By Erika Hanson | Published

walkouts

It has been a long, gut-wrenching week for Americans reeling in the aftermath of one of the most deadly school shootings in history. Lawmakers battle over how to respond, and citizens take to their keyboards to argue over social media about gun reform. But at the heart of the tumultuous situations are the millions of students that have to go to school every day, and fear for their safety. Showing their concerns, thousands of students took action over the last two days, staging walkouts all across the nation.

NBC News reported that public school students across the U.S. walked out of classes on Thursday and Wednesday in a demand for more rigid gun control laws following the death of 19 young elementary students and the 2 teachers who tried to protect them in the Uvalde, Texas massacre. These nationwide walkouts were in part coordinated by the group Students Demand Action, an affiliate of Everytown for Gun Safety.

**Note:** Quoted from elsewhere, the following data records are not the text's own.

//! Reply text parsing: turns an assistant reply into display blocks.
//!
//! The supported subset is small on purpose: `**Heading**` lines, `* ` bullet
//! items, paragraphs, blank-line breaks, and inline `**bold**` spans.

use std::sync::OnceLock;

use regex::Regex;

/// Inline run of text within a block.
#[derive(Debug, Clone, PartialEq, Eq)]
pub enum InlineSpan {
    Plain(String),
    Bold(String),
}

impl InlineSpan {
    pub fn text(&self) -> &str {
        match self {
            InlineSpan::Plain(s) | InlineSpan::Bold(s) => s,
        }
    }

    pub fn is_bold(&self) -> bool {
        matches!(self, InlineSpan::Bold(_))
    }
}

/// One structural unit of a parsed reply.
#[derive(Debug, Clone, PartialEq, Eq)]
pub enum DisplayBlock {
    /// Blank line.
    Break,
    /// A line wholly wrapped in `**...**`.
    Heading { text: String },
    /// A line starting with `"* "`.
    BulletItem { spans: Vec<InlineSpan> },
    Paragraph { spans: Vec<InlineSpan> },
}

const BOLD_DELIM: &str = "**";
const BULLET_PREFIX: &str = "* ";

fn bold_pattern() -> &'static Regex {
    static BOLD: OnceLock<Regex> = OnceLock::new();
    BOLD.get_or_init(|| Regex::new(r"\*\*.*?\*\*").expect("bold pattern is valid"))
}

/// Parse reply text into blocks, one input line at a time.
/// Empty input yields no blocks.
pub fn parse(text: &str) -> Vec<DisplayBlock> {
    if text.is_empty() {
        return Vec::new();
    }
    text.split('\n').filter_map(parse_line).collect()
}

fn parse_line(line: &str) -> Option<DisplayBlock> {
    let trimmed = line.trim();
    if trimmed.is_empty() {
        return Some(DisplayBlock::Break);
    }
    if trimmed.len() > 2 * BOLD_DELIM.len()
        && trimmed.starts_with(BOLD_DELIM)
        && trimmed.ends_with(BOLD_DELIM)
    {
        let inner = &trimmed[BOLD_DELIM.len()..trimmed.len() - BOLD_DELIM.len()];
        return Some(DisplayBlock::Heading {
            text: inner.to_string(),
        });
    }
    if let Some(rest) = trimmed.strip_prefix(BULLET_PREFIX) {
        return Some(DisplayBlock::BulletItem {
            spans: split_inline(rest),
        });
    }
    // \r from CRLF input would otherwise end up in the rendered paragraph
    let spans = split_inline(line.strip_suffix('\r').unwrap_or(line));
    if spans.is_empty() {
        None
    } else {
        Some(DisplayBlock::Paragraph { spans })
    }
}

/// Split a line into plain and bold runs around paired `**` delimiters.
///
/// Empty runs between two adjacent bold pairs are kept; empty runs at either
/// end of the line are not, so `""` yields no spans at all. An unpaired `**`
/// stays in its plain run.
pub fn split_inline(text: &str) -> Vec<InlineSpan> {
    let mut pieces = Vec::new();
    let mut last = 0;
    for m in bold_pattern().find_iter(text) {
        pieces.push(&text[last..m.start()]);
        pieces.push(m.as_str());
        last = m.end();
    }
    pieces.push(&text[last..]);

    if pieces.first().is_some_and(|p| p.is_empty()) {
        pieces.remove(0);
    }
    if pieces.last().is_some_and(|p| p.is_empty()) {
        pieces.pop();
    }
    pieces.into_iter().map(classify_piece).collect()
}

fn classify_piece(piece: &str) -> InlineSpan {
    if piece.len() >= 2 * BOLD_DELIM.len()
        && piece.starts_with(BOLD_DELIM)
        && piece.ends_with(BOLD_DELIM)
    {
        InlineSpan::Bold(piece[BOLD_DELIM.len()..piece.len() - BOLD_DELIM.len()].to_string())
    } else {
        InlineSpan::Plain(piece.to_string())
    }
}

/// Concatenated text of a span list, without delimiters.
pub fn spans_text(spans: &[InlineSpan]) -> String {
    spans.iter().map(InlineSpan::text).collect()
}

#[cfg(test)]
mod tests {
    use super::*;

    fn plain(s: &str) -> InlineSpan {
        InlineSpan::Plain(s.to_string())
    }

    fn bold(s: &str) -> InlineSpan {
        InlineSpan::Bold(s.to_string())
    }

    #[test]
    fn parse_empty_is_empty() {
        assert!(parse("").is_empty());
    }

    #[test]
    fn parse_whole_line_bold_is_heading() {
        assert_eq!(
            parse("**X**"),
            vec![DisplayBlock::Heading {
                text: "X".to_string()
            }]
        );
    }

    #[test]
    fn parse_heading_uses_trimmed_line() {
        assert_eq!(
            parse("   **Key Highlights**  "),
            vec![DisplayBlock::Heading {
                text: "Key Highlights".to_string()
            }]
        );
    }

    #[test]
    fn parse_four_asterisks_is_not_heading() {
        let blocks = parse("****");
        assert_eq!(
            blocks,
            vec![DisplayBlock::Paragraph {
                spans: vec![bold("")]
            }]
        );
    }

    #[test]
    fn parse_leading_bold_only_is_paragraph() {
        let blocks = parse("**Revenue** grew");
        assert_eq!(
            blocks,
            vec![DisplayBlock::Paragraph {
                spans: vec![bold("Revenue"), plain(" grew")]
            }]
        );
    }

    #[test]
    fn parse_line_ending_in_bold_counts_as_heading() {
        // whole-line rule: starts and ends with the delimiter
        let blocks = parse("**Revenue** grew **fast**");
        assert_eq!(
            blocks,
            vec![DisplayBlock::Heading {
                text: "Revenue** grew **fast".to_string()
            }]
        );
    }

    #[test]
    fn parse_bullet_with_bold() {
        assert_eq!(
            parse("* hello **world**"),
            vec![DisplayBlock::BulletItem {
                spans: vec![plain("hello "), bold("world")]
            }]
        );
    }

    #[test]
    fn parse_indented_bullet() {
        let blocks = parse("   * item");
        assert_eq!(
            blocks,
            vec![DisplayBlock::BulletItem {
                spans: vec![plain("item")]
            }]
        );
    }

    #[test]
    fn parse_star_without_space_is_paragraph() {
        let blocks = parse("*note");
        assert!(matches!(&blocks[0], DisplayBlock::Paragraph { .. }));
    }

    #[test]
    fn parse_paragraph_keeps_untrimmed_text() {
        assert_eq!(
            parse("  indented text"),
            vec![DisplayBlock::Paragraph {
                spans: vec![plain("  indented text")]
            }]
        );
    }

    #[test]
    fn parse_one_break_per_blank_line_in_position() {
        let blocks = parse("a\n\n  \nb\n");
        assert_eq!(blocks.len(), 5);
        assert!(matches!(blocks[0], DisplayBlock::Paragraph { .. }));
        assert_eq!(blocks[1], DisplayBlock::Break);
        assert_eq!(blocks[2], DisplayBlock::Break);
        assert!(matches!(blocks[3], DisplayBlock::Paragraph { .. }));
        assert_eq!(blocks[4], DisplayBlock::Break);
    }

    #[test]
    fn parse_mixed_reply_preserves_order() {
        let text = "**Summary**\nRevenue rose.\n* Q1: **100**\n* Q2: 150";
        let blocks = parse(text);
        assert_eq!(blocks.len(), 4);
        assert!(matches!(&blocks[0], DisplayBlock::Heading { text } if text == "Summary"));
        assert!(matches!(&blocks[1], DisplayBlock::Paragraph { .. }));
        assert_eq!(
            blocks[2],
            DisplayBlock::BulletItem {
                spans: vec![plain("Q1: "), bold("100")]
            }
        );
        assert_eq!(
            blocks[3],
            DisplayBlock::BulletItem {
                spans: vec![plain("Q2: 150")]
            }
        );
    }

    #[test]
    fn parse_strips_carriage_return_from_paragraph() {
        let blocks = parse("line one\r\nline two");
        assert_eq!(
            blocks[0],
            DisplayBlock::Paragraph {
                spans: vec![plain("line one")]
            }
        );
    }

    #[test]
    fn split_inline_middle_bold() {
        assert_eq!(
            split_inline("a**b**c"),
            vec![plain("a"), bold("b"), plain("c")]
        );
    }

    #[test]
    fn split_inline_no_bold() {
        assert_eq!(split_inline("no bold"), vec![plain("no bold")]);
    }

    #[test]
    fn split_inline_empty_string_has_no_spans() {
        assert!(split_inline("").is_empty());
    }

    #[test]
    fn split_inline_non_greedy() {
        assert_eq!(
            split_inline("**a** and **b**"),
            vec![bold("a"), plain(" and "), bold("b")]
        );
    }

    #[test]
    fn split_inline_adjacent_pairs_leave_empty_plain() {
        assert_eq!(
            split_inline("**a****b**"),
            vec![bold("a"), plain(""), bold("b")]
        );
    }

    #[test]
    fn split_inline_unpaired_delimiter_stays_plain() {
        assert_eq!(
            split_inline("growth ** pending"),
            vec![plain("growth ** pending")]
        );
        assert_eq!(
            split_inline("**a** then **"),
            vec![bold("a"), plain(" then **")]
        );
    }

    #[test]
    fn split_inline_lone_delimiter_is_plain() {
        assert_eq!(split_inline("**"), vec![plain("**")]);
    }

    #[test]
    fn spans_text_drops_delimiters() {
        assert_eq!(spans_text(&split_inline("a **b** c")), "a b c");
    }
}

The young activist group estimated that there were more than 200 schools participating in the walkouts. However, a spokesperson, Sarah Harris, said it is hard to pinpoint exactly how many took place, and more were likely to have joined the protest. Many of the students who participated wore orange – the color symbolizing the widespread gun violence prevention revolution. The advocacy group called on the students to walk out of classrooms at noon eastern time. Many were joined by their teachers, and even parents showed up to root on the young pupils.

While the walkouts were reported all over the nation, some appeared larger in scale than others. Outside of Los Angeles, more than 150 students who attend Crescenta Valley High School participated in the protest. In Vermont, students took swift action, planning a protest at Ahmadi High School. In Falls Church, Virginia, students held a “die-in” protest where they all were seen laying down on their school’s football field.

One notable and harrowing walkout happened in a high school in Michigan. At the Oxford High School, students joined in the country-wide walkouts and met on the school’s football field, where they formed a large “U” in memory of those who were killed on Tuesday in Uvalde, Texas. These students were no stranger to school shooting tragedy, as their school also suffered a loss earlier this year following a mass shooting. In November, a 15-year-old brought a gun to school and killed 11 people and wounded more. 

The major point of these massive student walkouts, according to an online toolkit, was to call on leaders to enact strict gun control policies. On the student group website, a major note is that gun violence is now the leading cause of death for children and teenagers in the country, overtaking auto accidents. Gunfire on school grounds is at a historic high this year, and many believe the situation is only going to get worse. Student walkouts may not bring any apparent change, but they signify a message to American leaders that America’s youth has had enough. Some believe stricter gun laws will alleviate the growing issue, while others feel that more school security is the answer. Both, or maybe neither may be the solution. But what is known is that if nothing is done, the problem will surely continue.